总之,本发明不仅公开了一种人脂肪酸及其C-端球状结构域的核甘酸及相应氨基酸的序列,并提供了生产方法,包括工程细胞的建立及诱导表达方法,蛋白质的分离和纯化等一系列适合生产的工艺路线。通过该方法获得的重组人脂肪酸氧化蛋白质及其C-端结构域纯品,纯度可达95%以上,其N-端氨基酸序列(如附图5,附图6)同依据核甘酸序列推导的氨基酸序列一致。该制品在体内、体外能促进游离脂肪酸加速氧化,降低血糖,调节机体糖和脂类代谢平衡,因而提示该重组分子能应用于临床上治疗肥胖、糖代谢紊乱等病症。
以下结合实施例附图对本发明作进一步的描述。
图1全长人脂肪酸氧化蛋白的cDNA序列图2人脂肪酸氧化蛋白C-端结构域的cDNA序列图3人脂肪酸氧化蛋白的氨基酸序列图4人脂肪酸氧化蛋白C-端结构域的氨基酸序列图5重组人脂肪酸氧化蛋白N-末端序列图6重组人脂肪酸氧化蛋白C-端结构域的N-末序列图7重组人脂肪酸氧化蛋白及其C-端结构域的原核细胞生产工艺图8重组人脂肪酸氧化蛋白及其C-端结构域的真核细胞生产工艺
1.全长人脂肪酸氧化蛋白是通过逆转录聚合酶链式反应(RT-PCR)方法从人脂肪组织cDNA文库中获得,其上、下游引物分别为5′ATG CTG TTG CTG GGA GCT GTT CTA5′TCA GTT GGT TGT CAT GGT AGA GAA2.cDNA的第一条链的合成取人脂肪组织cDNA文库0.5μg,加入下游引物,于65℃保温10分钟,迅速加入Boehringer第一链cDNA合成体系中混匀,室温放置10分钟后于42℃保温10分钟,进行逆转录反应,完毕后于96℃10分钟灭活。

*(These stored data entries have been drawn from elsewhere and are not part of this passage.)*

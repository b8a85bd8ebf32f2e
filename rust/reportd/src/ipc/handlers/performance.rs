use crate::calc::{Cohort, TeacherBook};
use crate::grading::{self, Department};
use crate::ipc::helpers::{
    optional_form_level, required_form_level, required_str, school_id, term_filter, top_n,
    with_conn, HandlerErr,
};
use crate::ipc::types::{AppState, Request};
use crate::performance::{self, DEFAULT_TOP_N};
use crate::settings;
use rusqlite::Connection;
use serde_json::{json, Value};

fn school_name(conn: &Connection, params: &Value) -> Result<String, HandlerErr> {
    let school = school_id(params)?;
    let current = settings::load(conn, school.as_deref()).map_err(|e| {
        HandlerErr::new("db_query_failed", format!("{e:#}"))
            .with_details(json!({ "table": "school_settings" }))
    })?;
    Ok(current.school_name_display().to_string())
}

fn performance_by_class(conn: &Connection, params: &Value) -> Result<Value, HandlerErr> {
    let form_level = required_form_level(params)?;
    let filter = term_filter(params, Some(form_level))?;
    let n = top_n(params, DEFAULT_TOP_N)?;
    let cohort = Cohort::load(conn, &filter)?;
    let report = performance::by_class(&cohort, form_level, n, &school_name(conn, params)?);
    Ok(json!(report))
}

fn performance_by_subject(conn: &Connection, params: &Value) -> Result<Value, HandlerErr> {
    let subject = required_str(params, "subject")?;
    if !grading::is_standard_subject(&subject) {
        return Err(HandlerErr::bad_params(format!("unknown subject: {}", subject)));
    }
    let filter = term_filter(params, optional_form_level(params)?)?;
    let n = top_n(params, DEFAULT_TOP_N)?;
    let cohort = Cohort::load(conn, &filter)?;
    let teachers = TeacherBook::load(conn, filter.school_id.as_deref())?;
    let report =
        performance::by_subject(&cohort, &subject, n, &teachers, &school_name(conn, params)?);
    Ok(json!(report))
}

fn performance_by_department(conn: &Connection, params: &Value) -> Result<Value, HandlerErr> {
    let raw = required_str(params, "department")?;
    let department = Department::parse(&raw).ok_or_else(|| {
        HandlerErr::bad_params("department must be one of: Sciences, Humanities, Languages")
            .with_details(json!({ "department": raw }))
    })?;
    let filter = term_filter(params, optional_form_level(params)?)?;
    let n = top_n(params, DEFAULT_TOP_N)?;
    let cohort = Cohort::load(conn, &filter)?;
    let report = performance::by_department(&cohort, department, n, &school_name(conn, params)?);
    Ok(json!(report))
}

fn performance_comprehensive(conn: &Connection, params: &Value) -> Result<Value, HandlerErr> {
    let filter = term_filter(params, None)?;
    let cohort = Cohort::load(conn, &filter)?;
    let teachers = TeacherBook::load(conn, filter.school_id.as_deref())?;
    let report = performance::comprehensive(&cohort, &teachers, &school_name(conn, params)?);
    Ok(json!(report))
}

pub fn try_handle(state: &mut AppState, req: &Request) -> Option<serde_json::Value> {
    match req.method.as_str() {
        "performance.byClass" => Some(with_conn(state, req, performance_by_class)),
        "performance.bySubject" => Some(with_conn(state, req, performance_by_subject)),
        "performance.byDepartment" => Some(with_conn(state, req, performance_by_department)),
        "performance.comprehensive" => Some(with_conn(state, req, performance_comprehensive)),
        _ => None,
    }
}
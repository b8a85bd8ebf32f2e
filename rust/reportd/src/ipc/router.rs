use super::handlers;
use super::types::{AppState, Request};
use crate::ipc::error::err;

pub fn handle_request(state: &mut AppState, req: Request) -> serde_json::Value {
    if let Some(resp) = handlers::core::try_handle(state, &req) {
        return resp;
    }
    if let Some(resp) = handlers::students::try_handle(state, &req) {
        return resp;
    }
    if let Some(resp) = handlers::marks::try_handle(state, &req) {
        return resp;
    }
    if let Some(resp) = handlers::teachers::try_handle(state, &req) {
        return resp;
    }
    if let Some(resp) = handlers::settings::try_handle(state, &req) {
        return resp;
    }
    if let Some(resp) = handlers::rankings::try_handle(state, &req) {
        return resp;
    }
    if let Some(resp) = handlers::reports::try_handle(state, &req) {
        return resp;
    }
    if let Some(resp) = handlers::performance::try_handle(state, &req) {
        return resp;
    }
    if let Some(resp) = handlers::backup::try_handle(state, &req) {
        return resp;
    }

    tracing::debug!(method = %req.method, "unknown method");
    err(
        &req.id,
        "not_implemented",
        format!("unknown method: {}", req.method),
        None,
    )
}
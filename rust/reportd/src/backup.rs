use anyhow::{bail, Context};
use serde::{Deserialize, Serialize};
use sha2::{Digest, Sha256};
use std::fs::File;
use std::io::{Read, Write};
use std::path::Path;
use zip::write::FileOptions;
use zip::{CompressionMethod, ZipArchive, ZipWriter};

const MANIFEST_ENTRY: &str = "manifest.json";
const DB_FILE: &str = "reportd.sqlite3";
const DB_ENTRY: &str = "db/reportd.sqlite3";
pub const BUNDLE_FORMAT: &str = "reportd-workspace-v1";

#[derive(Debug, Clone, Serialize, Deserialize)]
#[serde(rename_all = "camelCase")]
struct Manifest {
    format: String,
    #[serde(default)]
    app_version: String,
    #[serde(default)]
    exported_at: String,
    db_sha256: String,
}

#[derive(Debug, Clone)]
pub struct ExportSummary {
    pub bundle_format: String,
    pub entry_count: usize,
    pub db_sha256: String,
}

#[derive(Debug, Clone)]
pub struct ImportSummary {
    pub bundle_format: String,
    pub db_sha256: String,
}

fn sha256_hex(bytes: &[u8]) -> String {
    format!("{:x}", Sha256::digest(bytes))
}

fn read_entry<R: Read + std::io::Seek>(
    archive: &mut ZipArchive<R>,
    name: &str,
) -> anyhow::Result<Vec<u8>> {
    let mut entry = archive
        .by_name(name)
        .with_context(|| format!("bundle missing {}", name))?;
    let mut buf = Vec::new();
    entry
        .read_to_end(&mut buf)
        .with_context(|| format!("failed to read {}", name))?;
    Ok(buf)
}

/// Zips the workspace database together with a manifest recording its checksum.
pub fn export_workspace_bundle(
    workspace_path: &Path,
    out_path: &Path,
) -> anyhow::Result<ExportSummary> {
    let db_path = workspace_path.join(DB_FILE);
    if !db_path.is_file() {
        bail!("workspace database not found: {}", db_path.display());
    }
    let db_bytes =
        std::fs::read(&db_path).with_context(|| format!("failed to read {}", db_path.display()))?;
    let manifest = Manifest {
        format: BUNDLE_FORMAT.to_string(),
        app_version: env!("CARGO_PKG_VERSION").to_string(),
        exported_at: chrono::Local::now().to_rfc3339(),
        db_sha256: sha256_hex(&db_bytes),
    };

    if let Some(parent) = out_path.parent() {
        std::fs::create_dir_all(parent)
            .with_context(|| format!("failed to create {}", parent.display()))?;
    }
    let file = File::create(out_path)
        .with_context(|| format!("failed to create {}", out_path.display()))?;
    let mut zip = ZipWriter::new(file);
    let opts = FileOptions::default().compression_method(CompressionMethod::Deflated);
    let entries: [(&str, Vec<u8>); 2] = [
        (
            MANIFEST_ENTRY,
            serde_json::to_vec_pretty(&manifest).context("failed to serialize manifest")?,
        ),
        (DB_ENTRY, db_bytes),
    ];
    for (name, bytes) in &entries {
        zip.start_file(*name, opts)
            .with_context(|| format!("failed to start {}", name))?;
        zip.write_all(bytes)
            .with_context(|| format!("failed to write {}", name))?;
    }
    zip.finish().context("failed to finalize bundle")?;

    Ok(ExportSummary {
        bundle_format: manifest.format,
        entry_count: entries.len(),
        db_sha256: manifest.db_sha256,
    })
}

/// Restores the database from a bundle. Any connection to the workspace
/// database must be closed before calling this.
pub fn import_workspace_bundle(
    in_path: &Path,
    workspace_path: &Path,
) -> anyhow::Result<ImportSummary> {
    let file =
        File::open(in_path).with_context(|| format!("failed to open {}", in_path.display()))?;
    let mut archive = ZipArchive::new(file).context("bundle is not a zip archive")?;

    let manifest: Manifest = serde_json::from_slice(&read_entry(&mut archive, MANIFEST_ENTRY)?)
        .context("manifest.json is invalid")?;
    if manifest.format != BUNDLE_FORMAT {
        bail!("unsupported bundle format: {}", manifest.format);
    }
    let db_bytes = read_entry(&mut archive, DB_ENTRY)?;
    let actual = sha256_hex(&db_bytes);
    if actual != manifest.db_sha256 {
        bail!(
            "database checksum mismatch (manifest {}, bundle {})",
            manifest.db_sha256,
            actual
        );
    }

    std::fs::create_dir_all(workspace_path)
        .with_context(|| format!("failed to create {}", workspace_path.display()))?;
    let dst = workspace_path.join(DB_FILE);
    let staged = workspace_path.join(format!("{}.importing", DB_FILE));
    std::fs::write(&staged, &db_bytes)
        .with_context(|| format!("failed to stage {}", staged.display()))?;
    if dst.exists() {
        std::fs::remove_file(&dst)
            .with_context(|| format!("failed to remove {}", dst.display()))?;
    }
    std::fs::rename(&staged, &dst)
        .with_context(|| format!("failed to move database into {}", dst.display()))?;

    Ok(ImportSummary {
        bundle_format: manifest.format,
        db_sha256: actual,
    })
}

3.聚合酶链式反应(PCR)取上述反应产物2μl为模板,加入上游引物后进行聚合酶链式反应(PCR),聚合酶链式反应条件为96℃1分钟、58℃1分钟和72℃1分钟30秒,共计30个循环得到735bp人全长脂肪酸氧化蛋白基因片段(基因片段的核苷酸序列见附图1)。
4.以全长脂肪酸氧化蛋白的基因片段为模板,通过聚合酶链式反应方法,获得其球状结构域的基因片段,其上、下游引物分别为上游引物5′ATG AAA GGA GAA CCT GGA GAA GGT下游引物5′TGA GTT GGT TGT CAT GGT AGA GAA聚合酶链式反应反应条件94℃1分钟、56℃1分钟、72℃1分钟,共进行32个循环。产物克隆于T载体后进行全自动序列测定,其测定的核苷酸序列见附图2。
二、重组人脂肪酸氧化蛋白及其球状结构功能域的原核表达及生产1.原核表达载体的构建以已获得的全长人脂肪氧化蛋白为模板,通过聚合酶链式反应方法获得不含信号肽序列的人脂肪酸氧化蛋白的基因片段,其上、下游引物分别是上游引物5′ATG GTC CTT TGG TGC TGA GTT CCC GG下游引物5′TGA GTT GGT TGT CAT GGT AGA GAA聚合酶链式反应条件为94℃1分钟、58℃130秒、72℃1分钟30秒,将产物克隆于T载体上进行全序列测定。
2.将该基因片段和已获得的人脂肪酸氧化蛋白的C-端结构域分别克隆于二类原核表达载体上经热诱导的pBV220系统和经IPTG诱导的pET表达载体上,分别转化大肠杆菌DH52和BL21,并筛选取获得稳定的高表达的工程细胞。
3、从4℃保存的工程菌平皿中挑取单菌落接种于5ml LB培养液式管中(含氨苄青霉素100μg/ml),30℃、250转/分振荡培养12小时后,按5%比例接种于摇瓶中(含氨苄青霉素100μg/ml)30℃、200转/分振荡培养12小时后可作为种子液。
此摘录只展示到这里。